BEGIN Data in this exercise

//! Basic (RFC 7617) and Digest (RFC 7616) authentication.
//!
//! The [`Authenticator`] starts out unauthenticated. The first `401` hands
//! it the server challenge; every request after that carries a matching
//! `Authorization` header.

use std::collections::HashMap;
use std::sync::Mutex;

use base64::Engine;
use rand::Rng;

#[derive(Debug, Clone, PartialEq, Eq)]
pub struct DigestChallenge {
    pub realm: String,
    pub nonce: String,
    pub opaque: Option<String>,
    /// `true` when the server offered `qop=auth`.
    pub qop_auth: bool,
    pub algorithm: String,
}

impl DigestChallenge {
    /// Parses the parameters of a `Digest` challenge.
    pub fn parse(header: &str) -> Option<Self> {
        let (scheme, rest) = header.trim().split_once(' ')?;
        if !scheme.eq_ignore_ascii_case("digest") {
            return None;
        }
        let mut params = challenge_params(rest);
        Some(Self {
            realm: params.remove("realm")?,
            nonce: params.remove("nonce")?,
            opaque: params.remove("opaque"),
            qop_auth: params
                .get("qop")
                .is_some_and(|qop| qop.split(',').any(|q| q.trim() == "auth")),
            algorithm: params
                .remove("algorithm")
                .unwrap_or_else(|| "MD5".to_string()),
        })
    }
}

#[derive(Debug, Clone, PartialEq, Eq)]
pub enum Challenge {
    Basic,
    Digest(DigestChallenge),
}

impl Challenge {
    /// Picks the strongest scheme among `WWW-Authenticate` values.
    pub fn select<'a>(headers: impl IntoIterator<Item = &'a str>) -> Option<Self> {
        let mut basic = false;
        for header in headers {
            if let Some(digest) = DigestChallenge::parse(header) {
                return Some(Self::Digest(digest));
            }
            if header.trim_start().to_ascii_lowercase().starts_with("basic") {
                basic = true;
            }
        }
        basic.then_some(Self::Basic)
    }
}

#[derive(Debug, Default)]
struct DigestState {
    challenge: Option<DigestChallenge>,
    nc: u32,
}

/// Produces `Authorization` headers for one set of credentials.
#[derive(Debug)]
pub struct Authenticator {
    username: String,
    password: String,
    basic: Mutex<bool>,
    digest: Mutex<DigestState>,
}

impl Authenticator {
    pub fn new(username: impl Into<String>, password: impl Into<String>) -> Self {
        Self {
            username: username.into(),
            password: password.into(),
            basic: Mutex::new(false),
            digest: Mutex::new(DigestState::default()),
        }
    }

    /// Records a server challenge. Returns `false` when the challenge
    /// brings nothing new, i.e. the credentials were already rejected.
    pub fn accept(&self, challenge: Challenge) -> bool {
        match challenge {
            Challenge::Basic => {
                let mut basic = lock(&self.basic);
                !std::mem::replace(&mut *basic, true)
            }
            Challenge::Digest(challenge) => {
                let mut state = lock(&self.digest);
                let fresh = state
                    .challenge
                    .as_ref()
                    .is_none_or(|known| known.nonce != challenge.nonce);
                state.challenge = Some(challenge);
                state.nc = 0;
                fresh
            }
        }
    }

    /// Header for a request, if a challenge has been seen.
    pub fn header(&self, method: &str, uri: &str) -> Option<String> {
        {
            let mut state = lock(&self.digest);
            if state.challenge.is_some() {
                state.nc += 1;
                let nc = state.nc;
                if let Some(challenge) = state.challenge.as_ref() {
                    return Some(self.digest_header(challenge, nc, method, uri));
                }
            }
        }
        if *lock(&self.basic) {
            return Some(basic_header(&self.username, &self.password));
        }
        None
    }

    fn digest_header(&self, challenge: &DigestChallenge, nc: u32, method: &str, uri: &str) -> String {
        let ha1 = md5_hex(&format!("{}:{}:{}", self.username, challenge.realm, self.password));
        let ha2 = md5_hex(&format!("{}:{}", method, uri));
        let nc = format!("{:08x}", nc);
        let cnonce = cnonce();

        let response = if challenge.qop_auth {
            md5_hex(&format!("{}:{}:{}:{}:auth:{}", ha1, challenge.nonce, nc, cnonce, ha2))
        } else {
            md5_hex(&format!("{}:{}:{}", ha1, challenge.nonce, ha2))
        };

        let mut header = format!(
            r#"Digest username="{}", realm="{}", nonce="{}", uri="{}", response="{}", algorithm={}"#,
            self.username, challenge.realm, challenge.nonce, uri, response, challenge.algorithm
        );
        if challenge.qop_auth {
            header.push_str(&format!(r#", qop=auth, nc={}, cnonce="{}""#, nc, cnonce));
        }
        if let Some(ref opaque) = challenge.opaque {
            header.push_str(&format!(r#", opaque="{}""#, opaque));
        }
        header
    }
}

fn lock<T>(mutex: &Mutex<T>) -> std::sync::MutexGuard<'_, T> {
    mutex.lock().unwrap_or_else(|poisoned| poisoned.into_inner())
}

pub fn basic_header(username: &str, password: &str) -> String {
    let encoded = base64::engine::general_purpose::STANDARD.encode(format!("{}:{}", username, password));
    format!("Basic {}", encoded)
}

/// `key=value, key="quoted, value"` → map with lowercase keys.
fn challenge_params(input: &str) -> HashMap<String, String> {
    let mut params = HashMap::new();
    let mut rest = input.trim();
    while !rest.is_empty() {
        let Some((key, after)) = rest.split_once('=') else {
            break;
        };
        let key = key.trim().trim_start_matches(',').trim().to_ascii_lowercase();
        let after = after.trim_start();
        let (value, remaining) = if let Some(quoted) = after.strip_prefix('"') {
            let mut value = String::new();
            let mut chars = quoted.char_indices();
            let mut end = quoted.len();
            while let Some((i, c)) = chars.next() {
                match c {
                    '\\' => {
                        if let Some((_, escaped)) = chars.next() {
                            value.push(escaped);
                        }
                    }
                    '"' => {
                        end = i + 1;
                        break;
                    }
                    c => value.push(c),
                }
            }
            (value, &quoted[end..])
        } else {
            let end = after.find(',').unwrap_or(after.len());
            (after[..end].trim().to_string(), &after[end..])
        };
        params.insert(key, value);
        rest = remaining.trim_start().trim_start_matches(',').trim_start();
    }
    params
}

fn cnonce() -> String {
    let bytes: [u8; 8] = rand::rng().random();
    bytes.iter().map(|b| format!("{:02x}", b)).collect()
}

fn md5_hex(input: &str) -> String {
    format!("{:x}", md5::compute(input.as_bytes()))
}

END Data in this exercise

__What the task requires__: Restate the material word for word, but only from its first line through the line containing "pub fn parse(header: &str)".

__Answer__:
//! Basic (RFC 7617) and Digest (RFC 7616) authentication.
//!
//! The [`Authenticator`] starts out unauthenticated. The first `401` hands
//! it the server challenge; every request after that carries a matching
//! `Authorization` header.

use std::collections::HashMap;
use std::sync::Mutex;

use base64::Engine;
use rand::Rng;

#[derive(Debug, Clone, PartialEq, Eq)]
pub struct DigestChallenge {
    pub realm: String,
    pub nonce: String,
    pub opaque: Option<String>,
    /// `true` when the server offered `qop=auth`.
    pub qop_auth: bool,
    pub algorithm: String,
}

impl DigestChallenge {
    /// Parses the parameters of a `Digest` challenge.
    pub fn parse(header: &str) -> Option<Self> {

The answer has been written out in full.